Almost a million jobs, half of them in the private sector, could be lost in the UK as a result of public-sector spending cuts, according to a new report from PricewaterhouseCoopers (PwC), with business services and construction the two sectors likely to be hardest hit by the spending squeeze.
PwC also calculate that private-sector gross output could be reduced by around £46 billion per annum by 2014/15, due to the impact on suppliers to the public sector, For the UK as a whole, total job losses arising from public-sector spending cuts including knock-on effects on the private sector could amount to around 3.4% of total employment (around 943,000 jobs in absolute terms) in 2014/15.
But the effect could be greater in areas such as Northern Ireland, Scotland and Wales, where up to a third of the workforce is directly or indirectly employed by the public sector.

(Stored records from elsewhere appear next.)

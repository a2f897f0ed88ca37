//! Scriptable in-process camera platform.
//!
//! Generates synthetic frames and lets callers decide which cameras exist,
//! whether the page is secure, and when pending acquisitions resolve.
//! Clones share state, so a test can keep a handle after moving the
//! platform into a widget.

use super::{
    is_secure_origin, CameraPlatform, FacingMode, Frame, MediaStream, MediaTrack, PlatformError,
    StreamConstraints,
};
use async_trait::async_trait;
use futures::channel::oneshot;
use std::cell::RefCell;
use std::collections::HashSet;
use std::rc::Rc;

#[derive(Debug)]
struct MockState {
    origin: String,
    media_devices: bool,
    unavailable: HashSet<FacingMode>,
    resolution: (u32, u32),
    gated: bool,
    pending: Vec<oneshot::Sender<()>>,
    requests: Vec<StreamConstraints>,
    live_tracks: usize,
    next_stream_id: u64,
}

/// Mock camera platform for tests and demos.
#[derive(Debug, Clone)]
pub struct MockPlatform {
    state: Rc<RefCell<MockState>>,
}

impl Default for MockPlatform {
    fn default() -> Self {
        Self::new()
    }
}

impl MockPlatform {
    /// A secure page with both cameras at 640x480.
    pub fn new() -> Self {
        Self {
            state: Rc::new(RefCell::new(MockState {
                origin: "https://localhost".to_string(),
                media_devices: true,
                unavailable: HashSet::new(),
                resolution: (640, 480),
                gated: false,
                pending: Vec::new(),
                requests: Vec::new(),
                live_tracks: 0,
                next_stream_id: 1,
            })),
        }
    }

    /// Sets the page origin used for the secure-context check.
    pub fn with_origin(self, origin: impl Into<String>) -> Self {
        self.state.borrow_mut().origin = origin.into();
        self
    }

    /// Removes camera access from the host entirely.
    pub fn without_media_devices(self) -> Self {
        self.state.borrow_mut().media_devices = false;
        self
    }

    /// Sets the native resolution of every stream.
    pub fn with_resolution(self, width: u32, height: u32) -> Self {
        self.state.borrow_mut().resolution = (width, height);
        self
    }

    /// Makes acquisitions stay pending until [`release_pending`](Self::release_pending).
    pub fn gated(self) -> Self {
        self.state.borrow_mut().gated = true;
        self
    }

    /// Marks a camera as absent (requests for it are rejected).
    pub fn set_unavailable(&self, facing: FacingMode, unavailable: bool) {
        let mut state = self.state.borrow_mut();
        if unavailable {
            state.unavailable.insert(facing);
        } else {
            state.unavailable.remove(&facing);
        }
    }

    /// Resolves every pending acquisition. Returns how many were released.
    pub fn release_pending(&self) -> usize {
        let pending = std::mem::take(&mut self.state.borrow_mut().pending);
        let count = pending.len();
        for gate in pending {
            // Receivers dropped with a cancelled future are fine to skip.
            let _ = gate.send(());
        }
        count
    }

    /// Every constraint set requested so far, in order.
    pub fn requests(&self) -> Vec<StreamConstraints> {
        self.state.borrow().requests.clone()
    }

    /// Facing modes requested so far, in order.
    pub fn requested_facings(&self) -> Vec<FacingMode> {
        self.state
            .borrow()
            .requests
            .iter()
            .map(|c| c.facing_mode)
            .collect()
    }

    /// Number of tracks currently holding the hardware.
    pub fn live_tracks(&self) -> usize {
        self.state.borrow().live_tracks
    }

    fn open_stream(&self, facing: FacingMode) -> Result<MockStream, PlatformError> {
        let mut state = self.state.borrow_mut();
        if state.unavailable.contains(&facing) {
            return Err(PlatformError::NotFound(format!("no {} camera", facing.label())));
        }

        let id = state.next_stream_id;
        state.next_stream_id += 1;
        state.live_tracks += 1;
        let (width, height) = state.resolution;
        tracing::info!(id, %facing, width, height, "MockPlatform opened stream");

        Ok(MockStream {
            facing,
            width,
            height,
            sequence: 0,
            tracks: vec![MockTrack {
                label: format!("mock {} camera #{}", facing.label(), id),
                live: true,
                state: Rc::clone(&self.state),
            }],
        })
    }
}

#[async_trait(?Send)]
impl CameraPlatform for MockPlatform {
    type Stream = MockStream;

    fn has_media_devices(&self) -> bool {
        self.state.borrow().media_devices
    }

    fn is_secure_context(&self) -> bool {
        is_secure_origin(&self.state.borrow().origin)
    }

    async fn get_user_media(
        &self,
        constraints: &StreamConstraints,
    ) -> Result<MockStream, PlatformError> {
        let gate = {
            let mut state = self.state.borrow_mut();
            state.requests.push(*constraints);
            if state.gated {
                let (tx, rx) = oneshot::channel();
                state.pending.push(tx);
                Some(rx)
            } else {
                None
            }
        };

        if let Some(rx) = gate {
            rx.await
                .map_err(|_| PlatformError::Other("acquisition abandoned".to_string()))?;
        }

        self.open_stream(constraints.facing_mode)
    }
}

/// Track of a [`MockStream`]; counts toward [`MockPlatform::live_tracks`].
#[derive(Debug)]
pub struct MockTrack {
    label: String,
    live: bool,
    state: Rc<RefCell<MockState>>,
}

impl MediaTrack for MockTrack {
    fn stop(&mut self) {
        if self.live {
            self.live = false;
            self.state.borrow_mut().live_tracks -= 1;
            tracing::debug!(label = %self.label, "MockTrack stopped");
        }
    }

    fn is_live(&self) -> bool {
        self.live
    }

    fn label(&self) -> &str {
        &self.label
    }
}

/// Stream handed out by [`MockPlatform`].
///
/// Dropping it without stopping leaves its track counted as live, which is
/// how tests detect leaked hardware.
#[derive(Debug)]
pub struct MockStream {
    facing: FacingMode,
    width: u32,
    height: u32,
    sequence: u64,
    tracks: Vec<MockTrack>,
}

impl MediaStream for MockStream {
    type Track = MockTrack;

    fn facing_mode(&self) -> FacingMode {
        self.facing
    }

    fn tracks_mut(&mut self) -> &mut [MockTrack] {
        &mut self.tracks
    }

    fn grab_frame(&mut self) -> Result<Frame, PlatformError> {
        if !self.is_active() {
            return Err(PlatformError::NotReadable("stream has ended".to_string()));
        }

        // Horizontal red ramp, vertical green ramp, blue tracks the sequence.
        // Enough structure for zoom tests to tell regions apart.
        let (w, h) = (self.width as usize, self.height as usize);
        let mut pixels = Vec::with_capacity(w * h * 3);
        for y in 0..h {
            for x in 0..w {
                pixels.push((x * 255 / w.max(1)) as u8);
                pixels.push((y * 255 / h.max(1)) as u8);
                pixels.push((self.sequence % 256) as u8);
            }
        }

        self.sequence += 1;
        Ok(Frame::new(pixels, self.width, self.height, self.sequence))
    }

    fn is_active(&self) -> bool {
        self.tracks.iter().any(MockTrack::is_live)
    }
}
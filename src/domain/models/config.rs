//! Configuration tree.
//!
//! Every field has a serde default so partial YAML files and sparse
//! environment overrides merge cleanly.

use serde::{Deserialize, Serialize};

/// Main configuration structure for taskguard.
#[derive(Debug, Clone, Default, Serialize, Deserialize)]
#[serde(rename_all = "snake_case")]
pub struct Config {
    /// LLM provider connection settings.
    #[serde(default)]
    pub provider: ProviderConfig,

    /// Retry policy configuration.
    #[serde(default)]
    pub retry: RetryConfig,

    /// Logging configuration.
    #[serde(default)]
    pub logging: LoggingConfig,
}

/// LLM provider connection settings.
#[derive(Debug, Clone, Serialize, Deserialize)]
#[serde(rename_all = "snake_case")]
pub struct ProviderConfig {
    /// API key for the provider. Empty by default; usually supplied via
    /// the `TASKGUARD_PROVIDER__API_KEY` environment variable.
    #[serde(default)]
    pub api_key: String,

    /// Base URL of the provider API.
    #[serde(default = "default_base_url")]
    pub base_url: String,

    /// Requested model identifier. Resolved against the static catalog;
    /// unknown ids fall back to the catalog default.
    #[serde(default)]
    pub model: Option<String>,

    /// Sampling temperature for generation requests.
    #[serde(default = "default_temperature")]
    pub temperature: f32,

    /// Request timeout in seconds.
    #[serde(default = "default_timeout_secs")]
    pub timeout_secs: u64,
}

fn default_base_url() -> String {
    "https://api.mistral.ai".to_string()
}

const fn default_temperature() -> f32 {
    0.0
}

const fn default_timeout_secs() -> u64 {
    300
}

impl Default for ProviderConfig {
    fn default() -> Self {
        Self {
            api_key: String::new(),
            base_url: default_base_url(),
            model: None,
            temperature: default_temperature(),
            timeout_secs: default_timeout_secs(),
        }
    }
}

/// Retry policy configuration.
#[derive(Debug, Clone, Serialize, Deserialize)]
#[serde(rename_all = "snake_case")]
pub struct RetryConfig {
    /// Maximum retry attempts after the initial request.
    #[serde(default = "default_max_retries")]
    pub max_retries: u32,

    /// Initial backoff duration in milliseconds.
    #[serde(default = "default_initial_backoff_ms")]
    pub initial_backoff_ms: u64,

    /// Maximum backoff duration in milliseconds.
    #[serde(default = "default_max_backoff_ms")]
    pub max_backoff_ms: u64,
}

const fn default_max_retries() -> u32 {
    3
}

const fn default_initial_backoff_ms() -> u64 {
    10_000
}

const fn default_max_backoff_ms() -> u64 {
    300_000
}

impl Default for RetryConfig {
    fn default() -> Self {
        Self {
            max_retries: default_max_retries(),
            initial_backoff_ms: default_initial_backoff_ms(),
            max_backoff_ms: default_max_backoff_ms(),
        }
    }
}

/// Logging configuration.
#[derive(Debug, Clone, Serialize, Deserialize)]
#[serde(rename_all = "snake_case")]
pub struct LoggingConfig {
    /// Log level: trace, debug, info, warn, error.
    #[serde(default = "default_log_level")]
    pub level: String,

    /// Log format: json or pretty.
    #[serde(default = "default_log_format")]
    pub format: String,
}

fn default_log_level() -> String {
    "info".to_string()
}

fn default_log_format() -> String {
    "pretty".to_string()
}

impl Default for LoggingConfig {
    fn default() -> Self {
        Self {
            level: default_log_level(),
            format: default_log_format(),
        }
    }
}

#[cfg(test)]
mod tests {
    use super::*;

    #[test]
    fn defaults_are_sane() {
        let config = Config::default();
        assert_eq!(config.provider.base_url, "https://api.mistral.ai");
        assert_eq!(config.provider.temperature, 0.0);
        assert_eq!(config.retry.max_retries, 3);
        assert!(config.retry.initial_backoff_ms < config.retry.max_backoff_ms);
        assert_eq!(config.logging.level, "info");
    }

    #[test]
    fn partial_yaml_fills_defaults() {
        let config: Config =
            serde_json::from_str(r#"{"provider":{"api_key":"sk-test"}}"#).unwrap();
        assert_eq!(config.provider.api_key, "sk-test");
        assert_eq!(config.provider.timeout_secs, 300);
        assert_eq!(config.retry.max_retries, 3);
    }
}
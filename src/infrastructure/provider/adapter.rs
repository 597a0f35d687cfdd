//! Rate-limited retrying stream adapter.
//!
//! Wraps one logical "generate a reply to this conversation" operation:
//! open the streaming request under the retry policy, with the minimum
//! inter-request spacing enforced before every attempt (a retried attempt
//! is a new provider request and re-waits like any other), and hand back a
//! lazy [`GenerationStream`] of normalized events. Retries cover opening
//! the request; once the stream is handed to the caller, the only restart
//! path is reissuing the call.

use std::time::Duration;

use reqwest::{header, Client as ReqwestClient, Response};
use tracing::{debug, info, instrument, warn};

use super::error::ProviderError;
use super::models::{resolve_model, ModelDescriptor};
use super::rate_limiter::RequestSpacer;
use super::retry::RetryPolicy;
use super::streaming::GenerationStream;
use super::types::{ChatMessage, ChatRequest};
use crate::domain::models::Config;

/// Streaming LLM provider adapter.
///
/// One instance holds one spacing clock: requests issued through the same
/// adapter are spaced at least 30 seconds apart, independent of any other
/// adapter instance in the process.
pub struct StreamAdapter {
    http_client: ReqwestClient,
    base_url: String,
    model: Option<String>,
    temperature: f32,
    spacer: RequestSpacer,
    retry_policy: RetryPolicy,
}

impl StreamAdapter {
    /// Build an adapter from the configuration tree.
    pub fn new(config: &Config) -> Result<Self, ProviderError> {
        let provider = &config.provider;

        let mut headers = header::HeaderMap::new();
        let mut auth = header::HeaderValue::from_str(&format!("Bearer {}", provider.api_key))
            .map_err(|e| ProviderError::InvalidRequest(format!("invalid API key: {e}")))?;
        auth.set_sensitive(true);
        headers.insert(header::AUTHORIZATION, auth);
        headers.insert(
            header::CONTENT_TYPE,
            header::HeaderValue::from_static("application/json"),
        );

        let http_client = ReqwestClient::builder()
            .pool_max_idle_per_host(10)
            .timeout(Duration::from_secs(provider.timeout_secs))
            .tcp_nodelay(true)
            .default_headers(headers)
            .build()?;

        info!(
            base_url = %provider.base_url,
            model = resolve_model(provider.model.as_deref()).id,
            timeout_secs = provider.timeout_secs,
            "initialized provider adapter"
        );

        Ok(Self {
            http_client,
            base_url: provider.base_url.clone(),
            model: provider.model.clone(),
            temperature: provider.temperature,
            spacer: RequestSpacer::new(),
            retry_policy: RetryPolicy::from(&config.retry),
        })
    }

    /// The model this adapter generates with.
    ///
    /// Pure catalog lookup: a configured id absent from the catalog falls
    /// back to the default descriptor.
    pub fn model(&self) -> &'static ModelDescriptor {
        resolve_model(self.model.as_deref())
    }

    /// Generate a streaming reply to the given conversation.
    ///
    /// Opens the request under the retry policy and returns the lazy event
    /// stream. Every attempt, including retries, first suspends for the
    /// rate-limit gap. Dropping the stream early releases the underlying
    /// connection.
    #[instrument(skip(self, system_prompt, messages), fields(model = self.model().id))]
    pub async fn generate(
        &self,
        system_prompt: &str,
        messages: &[ChatMessage],
    ) -> Result<GenerationStream, ProviderError> {
        let mut conversation = Vec::with_capacity(messages.len() + 1);
        conversation.push(ChatMessage::system(system_prompt));
        conversation.extend_from_slice(messages);

        let request = ChatRequest {
            model: self.model().id.to_string(),
            messages: conversation,
            temperature: self.temperature,
            stream: true,
        };

        let response = self
            .retry_policy
            .execute(|| self.open_stream(&request))
            .await?;

        Ok(GenerationStream::new(response.bytes_stream()))
    }

    /// Issue one streaming request attempt and check its status.
    ///
    /// Waits out the inter-request gap first, so a retried attempt is
    /// spaced from the previous dispatch like any fresh request.
    async fn open_stream(&self, request: &ChatRequest) -> Result<Response, ProviderError> {
        self.spacer.wait_turn().await;

        let url = format!("{}/v1/chat/completions", self.base_url);
        debug!(%url, "opening generation stream");

        let response = self
            .http_client
            .post(&url)
            .json(request)
            .send()
            .await
            .map_err(|e| {
                if e.is_timeout() {
                    ProviderError::Timeout
                } else {
                    ProviderError::NetworkError(e)
                }
            })?;

        let status = response.status();
        if !status.is_success() {
            let body = response
                .text()
                .await
                .unwrap_or_else(|_| "unable to read error body".to_string());
            warn!(%status, "provider rejected generation request");
            return Err(ProviderError::from_status(status, body));
        }

        Ok(response)
    }
}
//! Infrastructure layer.
//!
//! External integrations and adapters:
//! - Streaming LLM provider client (rate limiting, retry, normalization)
//! - Configuration management
//! - Logging infrastructure

pub mod config;
pub mod logging;
pub mod provider;
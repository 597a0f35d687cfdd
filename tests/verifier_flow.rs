//! End-to-end verifier flow over the public surface, shaped the way a
//! host loop drives it: initialize, append rendered messages, verify,
//! register the follow-up, look it back up.

use taskguard::{Priority, TaskMessage, TaskVerifier, VerificationResult};

#[test]
fn happy_path_task_with_file_edits() {
    let mut verifier = TaskVerifier::new();
    verifier.initialize_task("rename the config flag");

    verifier.add_task_message(TaskMessage::ask("task", Some("rename it".to_string())));
    verifier.add_task_message(TaskMessage::say(
        "tool",
        Some(r#"{"tool":"editedExistingFile","path":"src/config.rs"}"#.to_string()),
    ));
    verifier.add_task_message(TaskMessage::say("completion_result", Some("renamed".to_string())));

    let verdict = verifier.verify_task_completion();
    assert!(verdict.is_complete);
    let next = verdict.next_task.clone().unwrap();
    assert_eq!(next.priority, Priority::Medium);

    // The host loop schedules the follow-up and can read it back.
    let id = verifier.create_verification_task(&verdict).unwrap();
    assert_eq!(verifier.get_verification_task(&id), Some(&verdict));
    assert_eq!(verifier.get_verification_task("verify_bogus"), None);
}

#[test]
fn failed_task_spawns_high_priority_fix_up() {
    let mut verifier = TaskVerifier::new();
    verifier.initialize_task("run the migration");

    verifier.add_task_message(TaskMessage::say("completion_result", None));
    verifier.add_task_message(TaskMessage::say("error", Some("migration failed".to_string())));

    let verdict = verifier.verify_task_completion();
    assert!(!verdict.is_complete);
    assert_eq!(verdict.next_task.as_ref().unwrap().priority, Priority::High);

    let id = verifier.create_verification_task(&verdict).unwrap();
    assert!(id.starts_with("verify_"));
}

#[test]
fn verdict_without_follow_up_registers_nothing() {
    let mut verifier = TaskVerifier::new();
    verifier.initialize_task("answer a question");
    verifier.add_task_message(TaskMessage::say("completion_result", None));

    let verdict = verifier.verify_task_completion();
    assert_eq!(verdict, VerificationResult::complete());
    assert_eq!(verifier.create_verification_task(&verdict), None);
    assert_eq!(verifier.pending_follow_ups(), 0);
}

#[test]
fn successive_tasks_reuse_one_engine() {
    let mut verifier = TaskVerifier::new();

    verifier.initialize_task("first task");
    verifier.add_task_message(TaskMessage::say("error", None));
    assert!(!verifier.verify_task_completion().is_complete);

    // A new task supersedes the old transcript entirely.
    verifier.initialize_task("second task");
    verifier.add_task_message(TaskMessage::say("completion_result", None));
    assert!(verifier.verify_task_completion().is_complete);
}
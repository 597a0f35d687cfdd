//! Logging initialization using tracing.

use anyhow::{anyhow, Result};
use tracing::Level;
use tracing_subscriber::EnvFilter;

use crate::domain::models::LoggingConfig;

/// Initialize the global tracing subscriber from configuration.
///
/// The configured level is the default directive; `RUST_LOG` still takes
/// precedence for per-target overrides. Calling this twice returns an
/// error from the underlying subscriber registration.
pub fn init(config: &LoggingConfig) -> Result<()> {
    let default_level = parse_log_level(&config.level)?;

    let env_filter = EnvFilter::builder()
        .with_default_directive(default_level.into())
        .from_env_lossy();

    let builder = tracing_subscriber::fmt().with_env_filter(env_filter);

    match config.format.as_str() {
        "json" => builder
            .json()
            .with_current_span(true)
            .with_target(true)
            .try_init()
            .map_err(|e| anyhow!("failed to initialize logger: {e}"))?,
        "pretty" => builder
            .with_target(true)
            .try_init()
            .map_err(|e| anyhow!("failed to initialize logger: {e}"))?,
        other => return Err(anyhow!("unsupported log format: {other}")),
    }

    Ok(())
}

fn parse_log_level(level: &str) -> Result<Level> {
    match level.to_lowercase().as_str() {
        "trace" => Ok(Level::TRACE),
        "debug" => Ok(Level::DEBUG),
        "info" => Ok(Level::INFO),
        "warn" => Ok(Level::WARN),
        "error" => Ok(Level::ERROR),
        other => Err(anyhow!("unsupported log level: {other}")),
    }
}

#[cfg(test)]
mod tests {
    use super::*;

    #[test]
    fn parses_all_levels() {
        assert_eq!(parse_log_level("trace").unwrap(), Level::TRACE);
        assert_eq!(parse_log_level("DEBUG").unwrap(), Level::DEBUG);
        assert_eq!(parse_log_level("info").unwrap(), Level::INFO);
        assert_eq!(parse_log_level("warn").unwrap(), Level::WARN);
        assert_eq!(parse_log_level("error").unwrap(), Level::ERROR);
    }

    #[test]
    fn rejects_unknown_level() {
        assert!(parse_log_level("verbose").is_err());
    }

    #[test]
    fn rejects_unknown_format() {
        let config = LoggingConfig {
            level: "info".to_string(),
            format: "xml".to_string(),
        };
        assert!(init(&config).is_err());
    }
}
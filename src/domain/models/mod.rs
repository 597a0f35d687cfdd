pub mod config;
pub mod message;
pub mod verification;

pub use config::{Config, LoggingConfig, ProviderConfig, RetryConfig};
pub use message::{MessageKind, TaskMessage};
pub use verification::{NextTask, Priority, VerificationResult};
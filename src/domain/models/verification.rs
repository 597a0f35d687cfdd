//! Verification verdict domain model.
//!
//! A `VerificationResult` is an immutable value produced by one pass of the
//! verifier over a transcript. "Complete" and "carries a follow-up" are not
//! mutually exclusive: a task can be done while still warranting a
//! consistency check on the files it touched.

use serde::{Deserialize, Serialize};

/// Priority of a proposed follow-up task.
#[derive(Debug, Clone, Copy, PartialEq, Eq, Hash, Serialize, Deserialize)]
#[serde(rename_all = "snake_case")]
pub enum Priority {
    High,
    Medium,
    Low,
}

impl Priority {
    pub const fn as_str(self) -> &'static str {
        match self {
            Self::High => "high",
            Self::Medium => "medium",
            Self::Low => "low",
        }
    }
}

/// A proposed next task, generated when verification finds residual work.
#[derive(Debug, Clone, PartialEq, Eq, Serialize, Deserialize)]
pub struct NextTask {
    /// Free-text description of what remains to be done.
    pub description: String,

    /// How urgently the follow-up should be scheduled.
    pub priority: Priority,
}

impl NextTask {
    pub fn new(description: impl Into<String>, priority: Priority) -> Self {
        Self {
            description: description.into(),
            priority,
        }
    }
}

/// Outcome of verifying a task transcript.
#[derive(Debug, Clone, PartialEq, Eq, Serialize, Deserialize)]
pub struct VerificationResult {
    /// Whether the task is genuinely done.
    pub is_complete: bool,

    /// Human-readable reasons when the task is incomplete or a follow-up
    /// is warranted. Empty when there is nothing to report.
    #[serde(default, skip_serializing_if = "Vec::is_empty")]
    pub issues: Vec<String>,

    /// Proposed follow-up task, if any.
    #[serde(skip_serializing_if = "Option::is_none")]
    pub next_task: Option<NextTask>,
}

impl VerificationResult {
    /// A clean verdict: complete, no issues, no follow-up.
    pub const fn complete() -> Self {
        Self {
            is_complete: true,
            issues: Vec::new(),
            next_task: None,
        }
    }

    /// An incomplete verdict carrying a single issue.
    pub fn incomplete(issue: impl Into<String>) -> Self {
        Self {
            is_complete: false,
            issues: vec![issue.into()],
            next_task: None,
        }
    }

    /// Attach a proposed follow-up to the verdict.
    #[must_use]
    pub fn with_next_task(mut self, description: impl Into<String>, priority: Priority) -> Self {
        self.next_task = Some(NextTask::new(description, priority));
        self
    }
}

#[cfg(test)]
mod tests {
    use super::*;

    #[test]
    fn complete_verdict_is_empty() {
        let result = VerificationResult::complete();
        assert!(result.is_complete);
        assert!(result.issues.is_empty());
        assert!(result.next_task.is_none());
    }

    #[test]
    fn incomplete_verdict_carries_issue() {
        let result = VerificationResult::incomplete("something is off");
        assert!(!result.is_complete);
        assert_eq!(result.issues, vec!["something is off".to_string()]);
    }

    #[test]
    fn builder_attaches_follow_up() {
        let result = VerificationResult::complete().with_next_task("re-check", Priority::Medium);
        assert!(result.is_complete);
        let next = result.next_task.unwrap();
        assert_eq!(next.description, "re-check");
        assert_eq!(next.priority, Priority::Medium);
    }

    #[test]
    fn serialization_omits_empty_fields() {
        let json = serde_json::to_string(&VerificationResult::complete()).unwrap();
        assert_eq!(json, r#"{"is_complete":true}"#);
    }

    #[test]
    fn priority_serializes_snake_case() {
        let json = serde_json::to_string(&Priority::High).unwrap();
        assert_eq!(json, r#""high""#);
    }
}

Nevertheless, PwC chief economist, John Hawksworth, said that this was not enough to derail Britain's economic recovery.
"Predicted levels of public and private-sector job losses will be a drag on the pace of the economic recovery, but should not derail it altogether. While private-sector employment may be affected as much as the public sector, this could be mitigated by increased labour market flexibility on wages and hours worked, as we saw in 2008-09 recession."
He also pointed out that while the sectors such as business services sector will employ fewer people in existing areas of public-sector work, new jobs would be created over time.
Evidence from the 1993-99 fiscal consolidation showed a net rise of around 1.2 million in private-sector employment during those years, he added.
"Although the recovery may not be as strong this time as in the 1990s, we would expect at least some rise in private-sector employment over the next five years despite the fiscal squeeze, bearing in mind that this squeeze should allow interest rates to remain lower for longer."